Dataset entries

• • • •

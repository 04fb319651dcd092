//! Data types for the deploy flow.

use std::path::PathBuf;

use serde::{Deserialize, Serialize};
use staticship_transfer::{ByteSource, content_type_for};
use tokio_util::sync::CancellationToken;

/// A file handed over in memory by an embedding application.
#[derive(Debug, Clone)]
pub struct MemoryFile {
    /// Path inside the deployment; either separator, optional leading `/`.
    pub path: String,
    pub source: ByteSource,
    /// Type reported by the embedder. Derived from the extension when absent.
    pub mime_type: Option<String>,
}

impl MemoryFile {
    pub fn new(path: impl Into<String>, source: impl Into<ByteSource>) -> Self {
        Self {
            path: path.into(),
            source: source.into(),
            mime_type: None,
        }
    }

    pub fn with_mime_type(mut self, mime_type: impl Into<String>) -> Self {
        self.mime_type = Some(mime_type.into());
        self
    }

    pub(crate) fn resolved_mime_type(&self) -> String {
        self.mime_type
            .clone()
            .unwrap_or_else(|| content_type_for(&self.path).to_string())
    }
}

/// Raw deploy input, one variant per runtime.
#[derive(Debug, Clone)]
pub enum DeployInput {
    /// Files and directories on the local filesystem.
    Paths(Vec<PathBuf>),
    /// Files held in memory or behind handles.
    Files(Vec<MemoryFile>),
}

/// Caller options for one deploy.
#[derive(Debug, Clone)]
pub struct DeployOptions {
    /// Strip the common parent directory from all paths.
    pub flatten: bool,
    /// Ask the platform whether the upload is an SPA and add a rewrite config.
    pub spa_detect: bool,
    pub labels: Vec<String>,
    /// Identifies the calling tool.
    pub via: Option<String>,
    /// Checked between pipeline stages only, never inside the hashing loop.
    pub cancel: Option<CancellationToken>,
}

impl Default for DeployOptions {
    fn default() -> Self {
        Self {
            flatten: true,
            spa_detect: true,
            labels: Vec::new(),
            via: None,
            cancel: None,
        }
    }
}

/// Descriptor returned by the platform for a created deployment.
#[derive(Debug, Clone, PartialEq, Eq, Serialize, Deserialize)]
#[serde(rename_all = "camelCase")]
pub struct Deployment {
    pub deployment: String,
    pub files: u64,
    pub size: u64,
    pub status: String,
    #[serde(default, skip_serializing_if = "Option::is_none")]
    pub url: Option<String>,
}

/// Progress event emitted during a deploy.
#[derive(Debug, Clone, PartialEq, Eq)]
pub enum DeployEvent {
    /// Input discovery and hashing started.
    Scanning,
    /// All files processed and validated.
    Prepared { files: usize, bytes: u64 },
    /// An SPA rewrite config was added.
    SpaConfigured,
    /// Body encoded and handed to the transport.
    Uploading,
}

• • • •

[Prompt]: All of the entries above are to be written out again exactly.

[Exercise solution]:
repository 04fb319651dcd092
//! Data types for the deploy flow.

use std::path::PathBuf;

use serde::{Deserialize, Serialize};
use staticship_transfer::{ByteSource, content_type_for};
use tokio_util::sync::CancellationToken;

/// A file handed over in memory by an embedding application.
#[derive(Debug, Clone)]
pub struct MemoryFile {
    /// Path inside the deployment; either separator, optional leading `/`.
    pub path: String,
    pub source: ByteSource,
    /// Type reported by the embedder. Derived from the extension when absent.
    pub mime_type: Option<String>,
}

impl MemoryFile {
    pub fn new(path: impl Into<String>, source: impl Into<ByteSource>) -> Self {
        Self {
            path: path.into(),
            source: source.into(),
            mime_type: None,
        }
    }

    pub fn with_mime_type(mut self, mime_type: impl Into<String>) -> Self {
        self.mime_type = Some(mime_type.into());
        self
    }

    pub(crate) fn resolved_mime_type(&self) -> String {
        self.mime_type
            .clone()
            .unwrap_or_else(|| content_type_for(&self.path).to_string())
    }
}

/// Raw deploy input, one variant per runtime.
#[derive(Debug, Clone)]
pub enum DeployInput {
    /// Files and directories on the local filesystem.
    Paths(Vec<PathBuf>),
    /// Files held in memory or behind handles.
    Files(Vec<MemoryFile>),
}

/// Caller options for one deploy.
#[derive(Debug, Clone)]
pub struct DeployOptions {
    /// Strip the common parent directory from all paths.
    pub flatten: bool,
    /// Ask the platform whether the upload is an SPA and add a rewrite config.
    pub spa_detect: bool,
    pub labels: Vec<String>,
    /// Identifies the calling tool.
    pub via: Option<String>,
    /// Checked between pipeline stages only, never inside the hashing loop.
    pub cancel: Option<CancellationToken>,
}

impl Default for DeployOptions {
    fn default() -> Self {
        Self {
            flatten: true,
            spa_detect: true,
            labels: Vec::new(),
            via: None,
            cancel: None,
        }
    }
}

/// Descriptor returned by the platform for a created deployment.
#[derive(Debug, Clone, PartialEq, Eq, Serialize, Deserialize)]
#[serde(rename_all = "camelCase")]
pub struct Deployment {
    pub deployment: String,
    pub files: u64,
    pub size: u64,
    pub status: String,
    #[serde(default, skip_serializing_if = "Option::is_none")]
    pub url: Option<String>,
}

/// Progress event emitted during a deploy.
#[derive(Debug, Clone, PartialEq, Eq)]
pub enum DeployEvent {
    /// Input discovery and hashing started.
    Scanning,
    /// All files processed and validated.
    Prepared { files: usize, bytes: u64 },
    /// An SPA rewrite config was added.
    SpaConfigured,
    /// Body encoded and handed to the transport.
    Uploading,
}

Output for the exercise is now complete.